Work to be completed -
Determine how many lines in the data below contain "PathBuf" and write only that number.
=== Materials provided ===
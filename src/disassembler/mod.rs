//! Upstream disassembler contract and its value types

pub mod function;
pub mod info;
pub mod radare2;
pub mod statement;

pub use function::FunctionEntry;
pub use info::BinaryInfo;
pub use radare2::R2Disassembler;
pub use statement::Statement;

use std::path::PathBuf;
use thiserror::Error;

/// Failures of the disassembler boundary
///
/// The structuring core never sees these: a CFG only reaches it after the
/// driver succeeded.
#[derive(Debug, Error)]
pub enum DisassemblerError {
    #[error("input file {0} does not exist or is not readable")]
    UnreadableInput(PathBuf),

    #[error("disassembler executable {0} cannot be launched")]
    MissingExecutable(PathBuf),

    #[error("disassembler i/o failed: {0}")]
    Io(#[from] std::io::Error),

    #[error("disassembler pipe closed before completing a response")]
    PipeClosed,

    #[error("malformed response to `{command}`: {source}")]
    MalformedResponse {
        command: String,
        #[source]
        source: serde_json::Error,
    },
}

/// Black-box disassembly service
///
/// One instance is bound to one binary file. [`analyse`](Disassembler::analyse)
/// populates the remaining accessors; before it runs they return defaults
/// (empty function list, default [`BinaryInfo`]).
pub trait Disassembler {
    /// Runs the external analysis and caches its results.
    fn analyse(&mut self) -> Result<(), DisassemblerError>;

    /// Facts about the binary (architecture, endianness, protections).
    fn info(&self) -> &BinaryInfo;

    /// Discovered functions, ordered by offset.
    fn functions(&self) -> &[FunctionEntry];

    /// Statements of the named function, in address order.
    fn function_statements(&self, name: &str) -> Option<&[Statement]>;
}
===
Task output -
3